Explanation: The 30–60% figure is a real, reported outcome for teams running large, well-tuned self-managed deployments compared against a poorly-tuned MWAA setup — but it's context-dependent, not a universal guarantee, and it must be weighed against the ongoing engineering effort self-hosting requires.

Short Answer Questions

  1. What must be added to an MWAA environment's requirements.txt for a DAG to be able to use KubernetesPodOperator?
Show Answer

Answer: apache-airflow[cncf.kubernetes]

Explanation: The cncf.kubernetes provider package supplies KubernetesPodOperator and related Kubernetes integration classes.

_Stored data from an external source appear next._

// Copyright 2023-Present Datadog, Inc. https://www.datadoghq.com/
// SPDX-License-Identifier: Apache-2.0

//! xAPI over the device WebSocket endpoint.
//!
//! RoomOS devices accept JSON-RPC 2.0 on `wss://<device>/ws` after HTTP basic authentication.
//! Requests are correlated with responses by id. Feedback registrations answer with a
//! subscription id, and later changes arrive as `xFeedback/Event` notifications carrying that id
//! together with the changed subtree, rooted at the top of the tree.
//!
//! ```text
//!  JsonRpcXapi::request ──> outbound channel ──> writer task ──> socket
//!        ^                                                         │
//!        └──── pending (id -> oneshot) <──── reader task <─────────┘
//!                                               │
//!                                               └──> feedback (id -> handler)
//! ```

use std::collections::HashMap;
use std::sync::atomic::{AtomicU64, Ordering};
use std::sync::Arc;

use async_trait::async_trait;
use base64::Engine;
use futures_util::{SinkExt, StreamExt};
use serde_json::{json, Value};
use tokio::sync::{mpsc, oneshot, Mutex};
use tokio_tungstenite::tungstenite::client::IntoClientRequest;
use tokio_tungstenite::tungstenite::http::{header::AUTHORIZATION, HeaderValue};
use tokio_tungstenite::tungstenite::Message as WsMessage;
use tokio_tungstenite::{connect_async_tls_with_config, Connector};
use tokio_util::sync::CancellationToken;
use tracing::{debug, error, trace, warn};

use crate::{tls, FeedbackHandler, Path, SubscriptionId, Xapi, XapiError};

const FEEDBACK_EVENT_METHOD: &str = "xFeedback/Event";

/// Where and how to reach the device
#[derive(Debug, Clone)]
pub struct ConnectOptions {
    /// WebSocket URL of the device, e.g. `wss://10.0.0.5/ws`
    pub url: String,
    pub username: String,
    pub password: String,
    /// Devices ship with self-signed certificates, so verification is usually off
    pub verify_tls: bool,
}

type Responder = oneshot::Sender<Result<Value, XapiError>>;

enum Pending {
    Call(Responder),
    Subscribe {
        path: Path,
        handler: FeedbackHandler,
        responder: Responder,
    },
}

struct Registration {
    path: Path,
    handler: FeedbackHandler,
}

struct Shared {
    outbound: mpsc::UnboundedSender<WsMessage>,
    pending: Mutex<HashMap<u64, Pending>>,
    feedback: Mutex<HashMap<u64, Registration>>,
    next_id: AtomicU64,
    closed: CancellationToken,
}

#[derive(Clone)]
pub struct JsonRpcXapi {
    shared: Arc<Shared>,
}

impl JsonRpcXapi {
    pub async fn connect(options: &ConnectOptions) -> Result<Self, XapiError> {
        let mut request = options
            .url
            .as_str()
            .into_client_request()
            .map_err(|e| XapiError::Connect(e.to_string()))?;
        let credentials = base64::engine::general_purpose::STANDARD
            .encode(format!("{}:{}", options.username, options.password));
        let authorization = HeaderValue::from_str(&format!("Basic {credentials}"))
            .map_err(|e| XapiError::Connect(e.to_string()))?;
        request.headers_mut().insert(AUTHORIZATION, authorization);

        let connector = if options.verify_tls {
            None
        } else {
            Some(Connector::Rustls(Arc::new(tls::insecure_client_config()?)))
        };

        let (socket, response) = connect_async_tls_with_config(request, None, false, connector)
            .await
            .map_err(|e| XapiError::Connect(e.to_string()))?;
        debug!("Connected to {} ({})", options.url, response.status());

        let (mut sink, mut stream) = socket.split();
        let (outbound, mut outbound_rx) = mpsc::unbounded_channel::<WsMessage>();

        let shared = Arc::new(Shared {
            outbound,
            pending: Mutex::new(HashMap::new()),
            feedback: Mutex::new(HashMap::new()),
            next_id: AtomicU64::new(0),
            closed: CancellationToken::new(),
        });

        tokio::spawn(async move {
            while let Some(message) = outbound_rx.recv().await {
                if let Err(e) = sink.send(message).await {
                    error!("Failed to write to device: {e}");
                    break;
                }
            }
        });

        let reader = Arc::clone(&shared);
        tokio::spawn(async move {
            while let Some(frame) = stream.next().await {
                match frame {
                    Ok(WsMessage::Text(text)) => reader.handle_message(&text).await,
                    Ok(WsMessage::Close(frame)) => {
                        debug!("Device closed the connection: {frame:?}");
                        break;
                    }
                    Ok(_) => {}
                    Err(e) => {
                        error!("Error reading from device: {e}");
                        break;
                    }
                }
            }
            reader.close().await;
        });

        Ok(Self { shared })
    }

    pub fn is_closed(&self) -> bool {
        self.shared.closed.is_cancelled()
    }

    /// Cancelled once the device connection is gone. Requests and feedback do not recover after
    /// that, a new connection is needed.
    pub fn disconnected(&self) -> CancellationToken {
        self.shared.closed.child_token()
    }

    async fn request(&self, method: &str, params: Value) -> Result<Value, XapiError> {
        let (responder, response) = oneshot::channel();
        self.send(method, params, Pending::Call, responder).await?;
        response.await.map_err(|_| XapiError::Disconnected)?
    }

    async fn send(
        &self,
        method: &str,
        params: Value,
        pending: impl FnOnce(Responder) -> Pending,
        responder: Responder,
    ) -> Result<(), XapiError> {
        let id = self.shared.next_id.fetch_add(1, Ordering::Relaxed) + 1;
        self.shared
            .pending
            .lock()
            .await
            .insert(id, pending(responder));

        // the reader marks the connection closed before failing what is pending
        if self.is_closed() {
            self.shared.pending.lock().await.remove(&id);
            return Err(XapiError::Disconnected);
        }

        let message = json!({
            "jsonrpc": "2.0",
            "id": id,
            "method": method,
            "params": params,
        });
        trace!("Sending {message}");
        if self
            .shared
            .outbound
            .send(WsMessage::Text(message.to_string()))
            .is_err()
        {
            self.shared.pending.lock().await.remove(&id);
            return Err(XapiError::Disconnected);
        }
        Ok(())
    }
}

impl Shared {
    async fn handle_message(&self, text: &str) {
        let message: Value = match serde_json::from_str(text) {
            Ok(message) => message,
            Err(e) => {
                warn!("Discarding malformed message from device: {e}");
                return;
            }
        };

        if message.get("method").and_then(Value::as_str) == Some(FEEDBACK_EVENT_METHOD) {
            self.route_feedback(message.get("params").unwrap_or(&Value::Null))
                .await;
            return;
        }

        let Some(id) = message.get("id").and_then(Value::as_u64) else {
            trace!("Ignoring message without id: {text}");
            return;
        };
        let Some(pending) = self.pending.lock().await.remove(&id) else {
            warn!("Received response for unknown request {id}");
            return;
        };

        let result = match (message.get("result"), message.get("error")) {
            (_, Some(error)) => Err(rejection(error)),
            (Some(result), None) => Ok(result.clone()),
            (None, None) => Err(XapiError::Protocol(format!(
                "response {id} carries neither result nor error"
            ))),
        };

        match pending {
            Pending::Call(responder) => {
                let _ = responder.send(result);
            }
            Pending::Subscribe {
                path,
                handler,
                responder,
            } => {
                // registered here so that feedback following the response is not lost
                let result = result.and_then(|result| {
                    result.get("Id").and_then(Value::as_u64).ok_or_else(|| {
                        XapiError::Protocol(format!("subscription response without Id: {result}"))
                    })
                });
                if let Ok(subscription) = &result {
                    self.feedback
                        .lock()
                        .await
                        .insert(*subscription, Registration { path, handler });
                }
                let _ = responder.send(result.map(Value::from));
            }
        }
    }

    async fn route_feedback(&self, params: &Value) {
        let Some(id) = params.get("Id").and_then(Value::as_u64) else {
            warn!("Feedback without subscription id: {params}");
            return;
        };

        let (handler, value) = {
            let feedback = self.feedback.lock().await;
            let Some(registration) = feedback.get(&id) else {
                debug!("Feedback for unknown subscription {id}");
                return;
            };
            let value = registration
                .path
                .lookup(params)
                .cloned()
                .unwrap_or_else(|| without_id(params));
            (Arc::clone(&registration.handler), value)
        };

        handler(value);
    }

    async fn close(&self) {
        self.closed.cancel();
        let registrations = {
            let mut feedback = self.feedback.lock().await;
            let registrations = feedback.len();
            feedback.clear();
            registrations
        };
        if registrations > 0 {
            warn!("Connection closed, dropped {registrations} feedback registrations");
        }
        let pending: Vec<Pending> = self.pending.lock().await.drain().map(|(_, p)| p).collect();
        if !pending.is_empty() {
            warn!("Connection closed with {} requests in flight", pending.len());
        }
        for pending in pending {
            let responder = match pending {
                Pending::Call(responder) => responder,
                Pending::Subscribe { responder, .. } => responder,
            };
            let _ = responder.send(Err(XapiError::Disconnected));
        }
    }
}

fn rejection(error: &Value) -> XapiError {
    XapiError::Rejected {
        code: error.get("code").and_then(Value::as_i64).unwrap_or_default(),
        message: error
            .get("message")
            .and_then(Value::as_str)
            .unwrap_or("unknown error")
            .to_string(),
    }
}

fn without_id(params: &Value) -> Value {
    match params {
        Value::Object(map) => Value::Object(
            map.iter()
                .filter(|(key, _)| key.as_str() != "Id")
                .map(|(key, value)| (key.clone(), value.clone()))
                .collect(),
        ),
        other => other.clone(),
    }
}

#[async_trait]
impl Xapi for JsonRpcXapi {
    async fn get(&self, path: &Path) -> Result<Value, XapiError> {
        self.request("xGet", json!({ "Path": path.to_params() }))
            .await
    }

    async fn set(&self, path: &Path, value: Value) -> Result<(), XapiError> {
        self.request("xSet", json!({ "Path": path.to_params(), "Value": value }))
            .await
            .map(|_| ())
    }

    async fn on(&self, path: &Path, handler: FeedbackHandler) -> Result<SubscriptionId, XapiError> {
        let (responder, response) = oneshot::channel();
        let params = json!({ "Query": path.to_params(), "NotifyCurrentValue": false });
        let subscribed = path.clone();
        self.send(
            "xFeedback/Subscribe",
            params,
            move |responder| Pending::Subscribe {
                path: subscribed,
                handler,
                responder,
            },
            responder,
        )
        .await?;

        let id = response.await.map_err(|_| XapiError::Disconnected)??;
        id.as_u64()
            .map(SubscriptionId)
            .ok_or_else(|| XapiError::Protocol(format!("invalid subscription id {id}")))
    }

    async fn command(&self, path: &Path, params: Value) -> Result<Value, XapiError> {
        self.request(&path.command_method(), params).await
    }
}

Without adding it to requirements.txt, the import in the DAG file would fail during parsing.

  1. What KubernetesPodOperator parameter must be set to False when the operator runs from MWAA and targets a separate EKS cluster, since MWAA never runs inside that cluster?
Show Answer

Answer: in_cluster

Explanation:in_cluster=True tells the operator to use the Kubernetes API access available from inside the same cluster it's running in — which is never the case for MWAA, since MWAA's control plane runs on separate AWS-managed infrastructure. Setting in_cluster=False and providing config_file pointing at an uploaded kubeconfig is what lets the operator authenticate to an external EKS cluster instead.

Hands-on Questions

  1. Write the eksctl command that binds an MWAA execution role (arn:aws:iam::123456789012:role/mwaa-execution-role-my-environment) into the RBAC of an EKS cluster named data-eks-cluster in us-east-1, mapping it to the Kubernetes group mwaa-pod-launcher.
Show Answer

Answer:

bash
eksctl create iamidentitymapping \
  --cluster data-eks-cluster \
  --region us-east-1 \
  --arn arn:aws:iam::123456789012:role/mwaa-execution-role-my-environment \
  --username mwaa-executor \
  --group mwaa-pod-launcher

Explanation: This adds an entry to the cluster's aws-auth configuration so the EKS cluster's RBAC recognizes the MWAA execution role's IAM ARN as the Kubernetes user mwaa-executor belonging to group mwaa-pod-launcher. A separate ClusterRole/ClusterRoleBinding bound to mwaa-pod-launcher — scoped narrowly to what the DAGs actually need, not something as broad as system:masters — determines what that identity can actually do.

  1. Write a KubernetesPodOperator task definition for an MWAA DAG that runs the image 123456789012.dkr.ecr.us-east-1.amazonaws.com/data-etl:latest in the data-processing namespace of an external EKS cluster, using a kubeconfig staged at /usr/local/airflow/dags/kube_config.yaml.
Show Answer

Answer:

python
from airflow.providers.cncf.kubernetes.operators.pod import KubernetesPodOperator

process_data = KubernetesPodOperator(
    task_id="process_data_on_eks",
    name="process-data",
    namespace="data-processing",
    image="123456789012.dkr.ecr.us-east-1.amazonaws.com/data-etl:latest",
    cmds=["python", "process.py"],
    in_cluster=False,
    config_file="/usr/local/airflow/dags/kube_config.yaml",
    is_delete_operator_pod=True,
)

Explanation:in_cluster=False tells the operator not to assume it's running inside the target cluster. config_file points at the kubeconfig MWAA synced down to the DAGs folder alongside the DAG code itself, generated ahead of time via aws eks update-kubeconfig and uploaded to the environment's S3 bucket. is_delete_operator_pod=True cleans up the pod after the task finishes, which is standard practice to avoid leaving completed task pods around on the target cluster.